“Let Your Heart Take Courage”
Psalm 27 Luke 13:31-35
Second Sunday in
Lent
Jerusalem. The city that Jesus wept over. The city he
described as a place that killed prophets. The city whose inhabitants Jesus
wanted to gather under his care as a hen would gather her chicks. Jerusalem was
perhaps one of the most threatening places to Jesus and his ministry, and yet
his attitude toward the people there was nothing but compassion. He wanted to
bring them into safety, his safety and his care.
Jesus had an enormous
heart. I think this is something we can agree on pretty easily. Even though
his ministry was fraught with tensions and he himself was surrounded by people
who were looking for ways to stab him in the back, Jesus’ first response was
compassion. He offered compassion to anyone with whom he came into contact. He
was willing, in essence, to play the fool for the sake of his love. Most people
protect themselves first, and then if they feel safe, if they think people are
really listening to them, then they might speak their mind; they might speak
what is on their hearts. But Jesus’ method of ministry and preaching, teaching
and healing, was simply to meet the needs he saw right there in front of him.
It did not matter if the person he was caring for would have been deemed by the
religious authorities or anyone else for that matter as “deserving” his
attention or his respect. He offered what he had to whoever needed that gift.
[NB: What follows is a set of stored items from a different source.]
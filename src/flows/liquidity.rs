//! Add liquidity to one of the three pools.

use alloy::primitives::U256;

use crate::contracts::ContractCall;
use crate::flows::{require_positive, FlowContext, FlowError};
use crate::market::{Pair, Token, TokenRegistry};
use crate::reads::ReadKey;
use crate::sequencer::{ApprovalRequirement, SequenceRequest};

/// The pool's two tokens, in reserve order.
pub fn pair_tokens(registry: &TokenRegistry, pair: Pair) -> (&Token, &Token) {
    let (first, second) = pair.slots();
    (registry.get(first), registry.get(second))
}

/// Build the approve-approve-add request.
pub async fn prepare_add_liquidity(
    ctx: &FlowContext,
    pair: Pair,
    amount1: U256,
    amount2: U256,
) -> Result<SequenceRequest, FlowError> {
    let owner = ctx.owner()?;
    require_positive(amount1, "first amount")?;
    require_positive(amount2, "second amount")?;

    let dex = ctx.config.contracts.dex;
    let (token1, token2) = pair_tokens(&ctx.registry, pair);
    ctx.require_balance(token1, owner, amount1).await?;
    ctx.require_balance(token2, owner, amount2).await?;

    let approvals = vec![
        ApprovalRequirement {
            token: token1.address,
            spender: dex,
            amount: amount1,
        },
        ApprovalRequirement {
            token: token2.address,
            spender: dex,
            amount: amount2,
        },
    ];

    let mut invalidates = Vec::with_capacity(5);
    for token in [token1, token2] {
        invalidates.push(ReadKey::TokenBalance {
            token: token.address,
            owner,
        });
        invalidates.push(ReadKey::Allowance {
            token: token.address,
            owner,
            spender: dex,
        });
    }
    invalidates.push(ReadKey::Reserves(pair));

    Ok(SequenceRequest {
        flow: "add_liquidity",
        approvals,
        action: ContractCall::add_liquidity(dex, pair, amount1, amount2),
        invalidates,
    })
}

#[cfg(test)]
mod tests {
    use super::*;
    use crate::config::ContractsConfig;

    #[test]
    fn test_pair_tokens_follow_reserve_order() {
        let registry = TokenRegistry::from_config(&ContractsConfig::default().tokens).unwrap();
        let (first, second) = pair_tokens(&registry, Pair::BC);
        assert_eq!(first.symbol, "SIMP");
        assert_eq!(second.symbol, "LMN");
    }
}
//! Configuration validation.
//!
//! # Responsibilities
//! - Semantic validation (serde handles syntactic)
//! - Validate value ranges (intervals > 0, slippage bounded)
//! - Check the token set matches the three-pair DEX layout
//!
//! # Design Decisions
//! - Returns all validation errors, not just first
//! - Validation is pure function: DappConfig → Result<(), Vec<ValidationError>>
//! - Runs before config is accepted into the system

use std::collections::HashSet;

use alloy::primitives::Address;
use thiserror::Error;

use crate::config::schema::DappConfig;

/// Maximum slippage tolerance accepted (50%).
pub const MAX_SLIPPAGE_BPS: u32 = 5_000;

/// A single semantic problem found in a configuration.
#[derive(Debug, Clone, PartialEq, Error)]
pub enum ValidationError {
    #[error("invalid RPC URL '{0}'")]
    InvalidRpcUrl(String),

    #[error("{0} address must not be zero")]
    ZeroAddress(&'static str),

    #[error("expected exactly 3 tokens, found {0}")]
    TokenCount(usize),

    #[error("token {0} is configured more than once")]
    DuplicateToken(Address),

    #[error("{0} must be greater than zero")]
    NonPositive(&'static str),

    #[error("slippage {0} bps exceeds maximum of {MAX_SLIPPAGE_BPS} bps")]
    SlippageTooHigh(u32),

    #[error("gas multiplier {0} must be at least 1.0")]
    GasMultiplier(f64),

    #[error("allowance poll max {max_ms} ms is below base {base_ms} ms")]
    PollMaxBelowBase { base_ms: u64, max_ms: u64 },
}

/// Validate a parsed configuration.
pub fn validate_config(config: &DappConfig) -> Result<(), Vec<ValidationError>> {
    let mut errors = Vec::new();

    let network = &config.network;
    if url::Url::parse(&network.rpc_url).is_err() {
        errors.push(ValidationError::InvalidRpcUrl(network.rpc_url.clone()));
    }
    for failover in &network.failover_urls {
        if url::Url::parse(failover).is_err() {
            errors.push(ValidationError::InvalidRpcUrl(failover.clone()));
        }
    }
    if network.rpc_timeout_secs == 0 {
        errors.push(ValidationError::NonPositive("network.rpc_timeout_secs"));
    }
    if network.gas_price_multiplier < 1.0 {
        errors.push(ValidationError::GasMultiplier(network.gas_price_multiplier));
    }
    if network.gas_limit_multiplier < 1.0 {
        errors.push(ValidationError::GasMultiplier(network.gas_limit_multiplier));
    }

    let contracts = &config.contracts;
    for (name, addr) in [
        ("contracts.dex", contracts.dex),
        ("contracts.faucet", contracts.faucet),
        ("contracts.nft", contracts.nft),
        ("contracts.marketplace", contracts.marketplace),
    ] {
        if addr.is_zero() {
            errors.push(ValidationError::ZeroAddress(name));
        }
    }

    if contracts.tokens.len() != 3 {
        errors.push(ValidationError::TokenCount(contracts.tokens.len()));
    }
    let mut seen = HashSet::new();
    for token in &contracts.tokens {
        if token.address.is_zero() {
            errors.push(ValidationError::ZeroAddress("contracts.tokens"));
        } else if !seen.insert(token.address) {
            errors.push(ValidationError::DuplicateToken(token.address));
        }
    }

    for (name, value) in [
        ("polling.balance_interval_ms", config.polling.balance_interval_ms),
        ("polling.reserves_interval_ms", config.polling.reserves_interval_ms),
        ("sequencer.receipt_timeout_secs", config.sequencer.receipt_timeout_secs),
        ("sequencer.receipt_poll_interval_ms", config.sequencer.receipt_poll_interval_ms),
        ("sequencer.allowance_poll_base_ms", config.sequencer.allowance_poll_base_ms),
        ("sequencer.allowance_poll_max_ms", config.sequencer.allowance_poll_max_ms),
        ("nft.scan_range", config.nft.scan_range),
    ] {
        if value == 0 {
            errors.push(ValidationError::NonPositive(name));
        }
    }

    let sequencer = &config.sequencer;
    if sequencer.allowance_poll_max_ms < sequencer.allowance_poll_base_ms {
        errors.push(ValidationError::PollMaxBelowBase {
            base_ms: sequencer.allowance_poll_base_ms,
            max_ms: sequencer.allowance_poll_max_ms,
        });
    }

    if config.swap.slippage_bps > MAX_SLIPPAGE_BPS {
        errors.push(ValidationError::SlippageTooHigh(config.swap.slippage_bps));
    }

    if errors.is_empty() {
        Ok(())
    } else {
        Err(errors)
    }
}
//! NFT marketplace: listing scan, purchase and listing.

use alloy::primitives::{Address, U256};
use futures_util::future::join_all;
use serde::Serialize;

use crate::contracts::ContractCall;
use crate::flows::{require_positive, FlowContext, FlowError};
use crate::market::TokenSlot;
use crate::reads::ReadKey;
use crate::sequencer::{ApprovalRequirement, SequenceRequest};

/// A marketplace listing joined with the token's current owner.
#[derive(Debug, Clone, PartialEq, Eq, Serialize)]
pub struct ListingView {
    pub token_id: u64,
    pub seller: Address,
    /// Asking price in token A.
    pub price: U256,
    pub active: bool,
    pub owner: Option<Address>,
}

impl ListingView {
    pub fn is_owned_by(&self, address: Address) -> bool {
        self.owner == Some(address)
    }
}

/// Read listing and owner for one token id.
pub async fn fetch_listing(ctx: &FlowContext, token_id: u64) -> Result<ListingView, FlowError> {
    let keys = [ReadKey::Listing(token_id), ReadKey::NftOwner(token_id)];
    let mut values = ctx.reads.fetch_many(&keys).await.into_iter();

    let listing = values
        .next()
        .flatten()
        .and_then(|v| v.as_listing().cloned())
        .ok_or(FlowError::NoData("listing"))?;
    let owner = values.next().flatten().and_then(|v| v.as_address());

    Ok(ListingView {
        token_id,
        seller: listing.seller,
        price: listing.price,
        active: listing.active,
        owner,
    })
}

/// Active listings among token ids `1..=scan_range`, in id order.
pub async fn scan_listings(ctx: &FlowContext) -> Vec<ListingView> {
    let range = 1..=ctx.config.nft.scan_range;
    let results = join_all(range.map(|id| fetch_listing(ctx, id))).await;
    results
        .into_iter()
        .filter_map(Result::ok)
        .filter(|listing| listing.active)
        .collect()
}

/// Price of `token_id` quoted in the payment token.
pub async fn price_in(ctx: &FlowContext, token_id: u64, pay_with: TokenSlot) -> Result<U256, FlowError> {
    let key = ReadKey::PriceInToken {
        token_id,
        token: ctx.registry.get(pay_with).address,
    };
    ctx.amount(&key, "price in token").await
}

/// Build the approve-then-buy request.
pub async fn prepare_buy(
    ctx: &FlowContext,
    token_id: u64,
    pay_with: TokenSlot,
) -> Result<SequenceRequest, FlowError> {
    let buyer = ctx.owner()?;
    let listing = fetch_listing(ctx, token_id).await?;
    if !listing.active {
        return Err(FlowError::ListingInactive(token_id));
    }
    if listing.is_owned_by(buyer) {
        return Err(FlowError::AlreadyOwner(token_id));
    }

    let price = price_in(ctx, token_id, pay_with).await?;
    let token = ctx.registry.get(pay_with);
    ctx.require_balance(token, buyer, price).await?;

    let marketplace = ctx.config.contracts.marketplace;
    Ok(SequenceRequest {
        flow: "buy_nft",
        approvals: vec![ApprovalRequirement {
            token: token.address,
            spender: marketplace,
            amount: price,
        }],
        action: ContractCall::buy_nft(marketplace, pay_with, token_id),
        invalidates: vec![
            ReadKey::Listing(token_id),
            ReadKey::NftOwner(token_id),
            ReadKey::PriceInToken {
                token_id,
                token: token.address,
            },
            ReadKey::TokenBalance {
                token: token.address,
                owner: buyer,
            },
            ReadKey::Allowance {
                token: token.address,
                owner: buyer,
                spender: marketplace,
            },
            ReadKey::NftBalance(buyer),
        ],
    })
}

/// Build the list request. Listing needs no token approval.
pub fn prepare_list(
    ctx: &FlowContext,
    token_id: u64,
    price_in_token_a: U256,
) -> Result<SequenceRequest, FlowError> {
    ctx.owner()?;
    require_positive(price_in_token_a, "listing price")?;

    Ok(SequenceRequest {
        flow: "list_nft",
        approvals: Vec::new(),
        action: ContractCall::list_nft(ctx.config.contracts.marketplace, token_id, price_in_token_a),
        invalidates: vec![ReadKey::Listing(token_id)],
    })
}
There is a wonderful story about Jesus asking a woman for a drink of water from
the well. She assumed that if he knew who she was - a Samaritan woman of the
lowest rung in society - that he would dismiss her as not being clean enough to
get that drink for him. But jesus shocked her by saying he didn’t care what
caste she was, he just wanted a drink of water. It wasn’t that he was so
thirsty he couldn’t wait for a more suitable server to come along, it was that
he wanted to offer her compassion. As we well know, the compassion he offered
went far beyond simply speaking to her and accepting a drink from her. As a
result of his interaction with her, this Samaritan woman became one of Jesus’
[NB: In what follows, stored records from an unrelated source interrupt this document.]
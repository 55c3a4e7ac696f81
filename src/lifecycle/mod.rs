//! Lifecycle management subsystem.
//!
//! # Data Flow
//! ```text
//! Startup (startup.rs):
//!     Config → RPC client → Session → Gateway → Read layer → Flows
//!
//! Shutdown (shutdown.rs):
//!     Ctrl-C (signals.rs) → broadcast → pollers exit
//! ```
//!
//! # Design Decisions
//! - Ordered startup: config first, wallet last
//! - A missing wallet is not fatal; read-only commands still work

pub mod shutdown;
pub mod signals;
pub mod startup;

pub use shutdown::Shutdown;
pub use startup::{App, StartupError};
//! Portfolio summary: token balances, shares and NFT count.

use alloy::primitives::{Address, U256};
use serde::Serialize;

use crate::display::usd_wei;
use crate::flows::{FlowContext, FlowError};
use crate::market::{Token, TokenRegistry};
use crate::reads::ReadKey;

#[derive(Debug, Clone, Serialize)]
pub struct Holding {
    pub token: Token,
    pub balance: U256,
    pub usd_value: U256,
    /// Share of the total token holdings, two decimals.
    pub percent: f64,
}

#[derive(Debug, Clone, Serialize)]
pub struct Portfolio {
    pub owner: Address,
    pub holdings: Vec<Holding>,
    pub total: U256,
    pub total_usd: U256,
    pub nft_count: u64,
}

/// `amount / total` in percent with two decimals, computed in integer math.
/// Zero when the total is zero.
pub fn percent_of_total(amount: U256, total: U256) -> f64 {
    if total.is_zero() {
        return 0.0;
    }
    let basis_points = amount.saturating_mul(U256::from(10_000)) / total;
    u64::try_from(basis_points).unwrap_or(u64::MAX) as f64 / 100.0
}

/// Assemble a portfolio from balances in registry order. Unread balances count as zero.
pub fn build_portfolio(
    owner: Address,
    registry: &TokenRegistry,
    balances: &[Option<U256>],
    nft_count: u64,
) -> Portfolio {
    let amounts: Vec<U256> = registry
        .all()
        .iter()
        .enumerate()
        .map(|(i, _)| balances.get(i).copied().flatten().unwrap_or_default())
        .collect();
    let total = amounts
        .iter()
        .fold(U256::ZERO, |acc, a| acc.saturating_add(*a));

    let holdings = registry
        .all()
        .iter()
        .zip(&amounts)
        .map(|(token, balance)| Holding {
            token: token.clone(),
            balance: *balance,
            usd_value: usd_wei(*balance),
            percent: percent_of_total(*balance, total),
        })
        .collect();

    Portfolio {
        owner,
        holdings,
        total,
        total_usd: usd_wei(total),
        nft_count,
    }
}

pub async fn fetch_portfolio(ctx: &FlowContext) -> Result<Portfolio, FlowError> {
    let owner = ctx.owner()?;
    let mut keys: Vec<ReadKey> = ctx
        .registry
        .all()
        .iter()
        .map(|t| ReadKey::TokenBalance {
            token: t.address,
            owner,
        })
        .collect();
    keys.push(ReadKey::NftBalance(owner));

    let mut values: Vec<Option<U256>> = ctx
        .reads
        .fetch_many(&keys)
        .await
        .into_iter()
        .map(|v| v.and_then(|v| v.as_amount()))
        .collect();
    let nft_count = values
        .pop()
        .flatten()
        .map(|n| u64::try_from(n).unwrap_or(u64::MAX))
        .unwrap_or(0);

    Ok(build_portfolio(owner, &ctx.registry, &values, nft_count))
}

#[cfg(test)]
mod tests {
    use super::*;
    use crate::config::ContractsConfig;

    fn registry() -> TokenRegistry {
        TokenRegistry::from_config(&ContractsConfig::default().tokens).unwrap()
    }

    #[test]
    fn test_percent_of_total() {
        assert_eq!(percent_of_total(U256::from(1), U256::from(3)), 33.33);
        assert_eq!(percent_of_total(U256::from(5), U256::ZERO), 0.0);
        assert_eq!(percent_of_total(U256::from(7), U256::from(7)), 100.0);
    }

    #[test]
    fn test_percentages_sum_to_hundred() {
        let balances = [
            Some(U256::from(1_000)),
            Some(U256::from(2_000)),
            Some(U256::from(3_001)),
        ];
        let portfolio = build_portfolio(Address::ZERO, &registry(), &balances, 2);
        let sum: f64 = portfolio.holdings.iter().map(|h| h.percent).sum();
        assert!((sum - 100.0).abs() < 0.05);
        assert_eq!(portfolio.total, U256::from(6_001));
        assert_eq!(portfolio.nft_count, 2);
    }

    #[test]
    fn test_empty_portfolio() {
        let portfolio = build_portfolio(Address::ZERO, &registry(), &[None, None, None], 0);
        assert_eq!(portfolio.total, U256::ZERO);
        assert!(portfolio.holdings.iter().all(|h| h.percent == 0.0));
        assert_eq!(portfolio.total_usd, U256::ZERO);
    }
}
most vociferous proponents. She ended up bringing most of the town out to the
well to meet him and hear him speak, and many found a totally new relationship
with their God as a result.
One of the things I respect most about Jesus
is his willingness to break the rules for love. The wisdom he valued most had
little to do with scholars, although we hear that he was bright enough even as a
child to teach the temple elders. The wisdom he cherished was a wisdom that
reached deep down into the heart and drew forth answers from the heart itself.
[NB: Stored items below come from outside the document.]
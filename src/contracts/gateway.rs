//! Chain gateway: the seam between client logic and the RPC node.
//!
//! # Responsibilities
//! - Translate a `ReadKey` into the matching view call and decode it
//! - Sign and broadcast a `ContractCall` with the session wallet
//! - Wait for receipts
//!
//! Everything above this layer (read cache, sequencer, flows) talks to
//! `dyn ChainGateway`, so it can run against an in-memory chain in tests.

use alloy::primitives::{Address, TxHash, U256};
use alloy::sol_types::SolCall;
use async_trait::async_trait;
use std::time::Duration;

use crate::blockchain::{
    BlockchainClient, BlockchainError, BlockchainResult, ConfirmationStatus, TxBuilder,
};
use crate::config::{ContractsConfig, SequencerConfig};
use crate::contracts::abi::{IERC20, IFaucet, IMarketplace, INft, ITripleSwap};
use crate::contracts::calls::ContractCall;
use crate::market::{Pair, TokenSlot};
use crate::reads::{Listing, ReadKey, ReadValue};
use crate::session::Session;

/// Reads, writes and receipts against the chain.
#[async_trait]
pub trait ChainGateway: Send + Sync {
    /// Execute the view call named by `key`.
    async fn read(&self, key: &ReadKey) -> BlockchainResult<ReadValue>;

    /// Sign and broadcast a state-changing call.
    async fn submit(&self, call: &ContractCall) -> BlockchainResult<TxHash>;

    /// Block until the transaction is confirmed, reverted or timed out.
    async fn wait_for_receipt(&self, tx_hash: TxHash) -> BlockchainResult<ConfirmationStatus>;
}

/// `ChainGateway` backed by a JSON-RPC node and the session wallet.
#[derive(Debug, Clone)]
pub struct RpcGateway {
    client: BlockchainClient,
    contracts: ContractsConfig,
    session: Session,
    receipt_timeout_secs: u64,
    receipt_poll_interval: Duration,
}

impl RpcGateway {
    pub fn new(
        client: BlockchainClient,
        contracts: ContractsConfig,
        session: Session,
        sequencer: &SequencerConfig,
    ) -> Self {
        Self {
            client,
            contracts,
            session,
            receipt_timeout_secs: sequencer.receipt_timeout_secs,
            receipt_poll_interval: Duration::from_millis(sequencer.receipt_poll_interval_ms),
        }
    }

    fn tx_builder(&self) -> BlockchainResult<TxBuilder> {
        let wallet = self
            .session
            .wallet()
            .map_err(|e| BlockchainError::NotAvailable(e.to_string()))?;
        Ok(TxBuilder::new(
            self.client.clone(),
            (*wallet).clone(),
            self.receipt_poll_interval,
        ))
    }

    async fn view<C>(&self, to: Address, call: C) -> BlockchainResult<C::Return>
    where
        C: SolCall + Send,
    {
        let data = call.abi_encode();
        let output = self.client.call(to, data.into()).await?;
        C::abi_decode_returns(&output).map_err(|e| BlockchainError::Decode {
            function: C::SIGNATURE,
            reason: e.to_string(),
        })
    }

    async fn reserves(&self, pair: Pair) -> BlockchainResult<ReadValue> {
        let dex = self.contracts.dex;
        let (reserve0, reserve1) = match pair {
            Pair::AB => {
                let r = self.view(dex, ITripleSwap::getReservesABCall {}).await?;
                (r._0, r._1)
            }
            Pair::AC => {
                let r = self.view(dex, ITripleSwap::getReservesACCall {}).await?;
                (r._0, r._1)
            }
            Pair::BC => {
                let r = self.view(dex, ITripleSwap::getReservesBCCall {}).await?;
                (r._0, r._1)
            }
        };
        Ok(ReadValue::Reserves { reserve0, reserve1 })
    }

    async fn faucet_token(&self, slot: TokenSlot) -> BlockchainResult<Address> {
        let faucet = self.contracts.faucet;
        match slot {
            TokenSlot::A => self.view(faucet, IFaucet::tokenACall {}).await,
            TokenSlot::B => self.view(faucet, IFaucet::tokenBCall {}).await,
            TokenSlot::C => self.view(faucet, IFaucet::tokenCCall {}).await,
        }
    }
}

#[async_trait]
impl ChainGateway for RpcGateway {
    async fn read(&self, key: &ReadKey) -> BlockchainResult<ReadValue> {
        let contracts = &self.contracts;
        let value = match key {
            ReadKey::NativeBalance(owner) => ReadValue::Amount(self.client.get_balance(*owner).await?),
            ReadKey::TokenBalance { token, owner } => ReadValue::Amount(
                self.view(*token, IERC20::balanceOfCall { account: *owner })
                    .await?,
            ),
            ReadKey::Allowance {
                token,
                owner,
                spender,
            } => ReadValue::Amount(
                self.view(
                    *token,
                    IERC20::allowanceCall {
                        owner: *owner,
                        spender: *spender,
                    },
                )
                .await?,
            ),
            ReadKey::Reserves(pair) => self.reserves(*pair).await?,
            ReadKey::SwapPreview {
                pair,
                token_in,
                amount_in,
            } => ReadValue::Amount(
                self.view(
                    contracts.dex,
                    ITripleSwap::previewSwapCall {
                        pair: pair.id(),
                        tokenIn: *token_in,
                        amountIn: *amount_in,
                    },
                )
                .await?,
            ),
            ReadKey::Listing(token_id) => {
                let r = self
                    .view(
                        contracts.marketplace,
                        IMarketplace::getListingCall {
                            tokenId: U256::from(*token_id),
                        },
                    )
                    .await?;
                ReadValue::Listing(Listing {
                    seller: r.seller,
                    price: r.price,
                    active: r.active,
                })
            }
            ReadKey::PriceInToken { token_id, token } => ReadValue::Amount(
                self.view(
                    contracts.marketplace,
                    IMarketplace::calculatePriceInTokenCall {
                        tokenId: U256::from(*token_id),
                        paymentToken: *token,
                    },
                )
                .await?,
            ),
            ReadKey::NftOwner(token_id) => ReadValue::Address(
                self.view(
                    contracts.nft,
                    INft::ownerOfCall {
                        tokenId: U256::from(*token_id),
                    },
                )
                .await?,
            ),
            ReadKey::NftBalance(owner) => ReadValue::Amount(
                self.view(contracts.nft, INft::balanceOfCall { owner: *owner })
                    .await?,
            ),
            ReadKey::LastClaim(user) => ReadValue::Amount(
                self.view(contracts.faucet, IFaucet::lastClaimTimeCall { user: *user })
                    .await?,
            ),
            ReadKey::ClaimInterval => ReadValue::Amount(
                self.view(contracts.faucet, IFaucet::CLAIM_INTERVALCall {})
                    .await?,
            ),
            ReadKey::ClaimAmount => ReadValue::Amount(
                self.view(contracts.faucet, IFaucet::CLAIM_AMOUNTCall {})
                    .await?,
            ),
            ReadKey::FaucetToken(slot) => ReadValue::Address(self.faucet_token(*slot).await?),
        };
        Ok(value)
    }

    async fn submit(&self, call: &ContractCall) -> BlockchainResult<TxHash> {
        let builder = self.tx_builder()?;
        tracing::debug!(
            target_contract = %call.target,
            function = call.function,
            "Submitting contract call"
        );
        builder.send_call(call.target, call.data.clone()).await
    }

    async fn wait_for_receipt(&self, tx_hash: TxHash) -> BlockchainResult<ConfirmationStatus> {
        self.tx_builder()?
            .wait_for_confirmation(tx_hash, self.receipt_timeout_secs)
            .await
    }
}

#[cfg(test)]
mod tests {
    use super::*;
    use crate::config::NetworkConfig;

    async fn offline_gateway(session: Session) -> RpcGateway {
        let network = NetworkConfig {
            rpc_url: "http://127.0.0.1:1".to_string(),
            rpc_timeout_secs: 1,
            ..NetworkConfig::default()
        };
        let client = BlockchainClient::new(network).await.unwrap();
        RpcGateway::new(
            client,
            ContractsConfig::default(),
            session,
            &SequencerConfig::default(),
        )
    }

    #[tokio::test]
    async fn test_submit_requires_connected_wallet() {
        let gateway = offline_gateway(Session::new()).await;
        let call = ContractCall::claim(Address::ZERO);
        let err = gateway.submit(&call).await.unwrap_err();
        assert!(matches!(err, BlockchainError::NotAvailable(_)));
    }

    #[tokio::test]
    async fn test_read_failure_is_rpc_error() {
        let gateway = offline_gateway(Session::new()).await;
        let err = gateway.read(&ReadKey::ClaimInterval).await.unwrap_err();
        assert!(matches!(err, BlockchainError::Rpc(_)));
    }
}
//! Sequencer types and errors.

use alloy::primitives::{Address, TxHash, U256};
use serde::Serialize;
use thiserror::Error;
use uuid::Uuid;

use crate::blockchain::BlockchainError;
use crate::contracts::ContractCall;
use crate::reads::ReadKey;

/// Stage of an approve-then-act sequence.
#[derive(Debug, Clone, Copy, PartialEq, Eq, Default, Serialize)]
#[serde(rename_all = "snake_case")]
pub enum SequenceStage {
    #[default]
    Idle,
    /// Approval submitted, waiting for its receipt.
    Approving,
    /// Approval confirmed, waiting for the allowance to show up.
    Approved,
    /// Action submitted, waiting for its receipt.
    Acting,
    /// Action confirmed; returns to idle after the reset delay.
    Success,
}

impl SequenceStage {
    /// Whether the action control should be disabled.
    pub fn is_processing(self) -> bool {
        !matches!(self, SequenceStage::Idle | SequenceStage::Success)
    }
}

impl std::fmt::Display for SequenceStage {
    fn fmt(&self, f: &mut std::fmt::Formatter<'_>) -> std::fmt::Result {
        let label = match self {
            SequenceStage::Idle => "idle",
            SequenceStage::Approving => "approving",
            SequenceStage::Approved => "approved",
            SequenceStage::Acting => "acting",
            SequenceStage::Success => "success",
        };
        f.write_str(label)
    }
}

/// `token` must allow `spender` to pull at least `amount` from the owner.
#[derive(Debug, Clone, PartialEq, Eq)]
pub struct ApprovalRequirement {
    pub token: Address,
    pub spender: Address,
    pub amount: U256,
}

/// One logical user action.
#[derive(Debug, Clone)]
pub struct SequenceRequest {
    /// Flow label ("swap", "add_liquidity", ...), used in logs and metrics.
    pub flow: &'static str,
    /// Allowances that must be in place before the action.
    pub approvals: Vec<ApprovalRequirement>,
    /// The dependent call.
    pub action: ContractCall,
    /// Reads the action changes; re-issued after success.
    pub invalidates: Vec<ReadKey>,
}

/// Result of a completed sequence.
#[derive(Debug, Clone, Serialize)]
pub struct SequenceOutcome {
    pub id: Uuid,
    pub flow: &'static str,
    /// Approval transactions, in submission order.
    pub approval_txs: Vec<TxHash>,
    pub action_tx: TxHash,
    pub block_number: u64,
    /// Dependent reads that came back after the refresh.
    pub refreshed_reads: usize,
}

/// Why a sequence went back to idle without finishing.
#[derive(Debug, Error)]
pub enum SequenceError {
    #[error("wallet not connected")]
    NotConnected,

    #[error("another transaction sequence is in progress")]
    Busy,

    #[error("{function} submission failed: {source}")]
    Submission {
        function: &'static str,
        #[source]
        source: BlockchainError,
    },

    #[error("{function} receipt failed: {source}")]
    Receipt {
        function: &'static str,
        #[source]
        source: BlockchainError,
    },

    #[error("{function} reverted: {reason}")]
    Reverted {
        function: &'static str,
        reason: String,
    },
}

impl SequenceError {
    /// Label for metrics.
    pub fn kind(&self) -> &'static str {
        match self {
            SequenceError::NotConnected => "not_connected",
            SequenceError::Busy => "busy",
            SequenceError::Submission { .. } => "submission",
            SequenceError::Receipt { .. } => "receipt",
            SequenceError::Reverted { .. } => "reverted",
        }
    }
}

#[cfg(test)]
mod tests {
    use super::*;

    #[test]
    fn test_processing_stages() {
        assert!(!SequenceStage::Idle.is_processing());
        assert!(SequenceStage::Approving.is_processing());
        assert!(SequenceStage::Approved.is_processing());
        assert!(SequenceStage::Acting.is_processing());
        assert!(!SequenceStage::Success.is_processing());
    }

    #[test]
    fn test_error_messages_carry_function() {
        let err = SequenceError::Submission {
            function: "approve",
            source: BlockchainError::Rpc("user rejected".into()),
        };
        assert_eq!(err.to_string(), "approve submission failed: RPC error: user rejected");
        assert_eq!(err.kind(), "submission");
    }
}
As a case in point, it made no sense at all that Jesus would lose any sleep over
the people of Jerusalem. They were, after all, the fickle folks who would
condemn him to death shouting “crucify him!” And yet, he wants to gather them
as a mother hen would gather her chicks. He wants to care for them and tend to
their needs in the most basic and beautiful of ways.
When we attempt to
call on the kind of compassion that Jesus had, we usually fall short - way
short. We do not tend to be easy-going when it comes to people who have hurt
us. We find it difficult to trust someone who has proven themselves to be
untrustworthy in the past. Maybe some of us have even been known to hold
grudges once in awhile. And so when we contemplate caring about people who have
hurt us, we find it difficult, and even impossible at times.
As Christians,
we may be charged with the responsibility to see the best in everyone, we may
still have a very hard time accepting people who have said or done something
hurtful to us or to one of our loved ones. It almost seems as if Jesus was
loving from a different part of himself when he loved folks who were not kind to
him. It almost seems as if he rose above his own very personal hurts and
wounds, and saw things from God’s perspective. The love that he held them in
may very well have been a love that came from God, had God as its source rather
than the very human heart that beat in Jesus, the man’s, chest. I wonder if his
ability to do this had anything to do with his seeing everyone as God’s
children? Did he see everyone as God’s children? Was he able to wrap his mind
around that in a way that made sense and seemed real? And could this be where
his compassion had its origins?
It is very challenging for us to live as
Jesus lived. Young folks these days like to wear those plastic bracelets with
WWJD (what would Jesus do?) imprinted on them. Many who wear them have told me
that they do it as a reminder to think differently first, before they act on
their own impulses. It’s a great idea, to try to put on the mind of Christ,
which is, after all the very mind of God. Paul in several of his writings,
encourages people to do just this. In his letter to the Romans, he urges, "Be
transformed by the renewal of your mind" (12:2). This transformation of the mind
takes a person outside of the human ways of doing things and gives insight,
perhaps, into the mind of God. In his first letter to the Corinthians, Paul
says, "We have the mind of Christ" (2:16). In writing to the Philippians, he
urges them, "Have this mind among yourselves, which was in Christ Jesus" (2:5).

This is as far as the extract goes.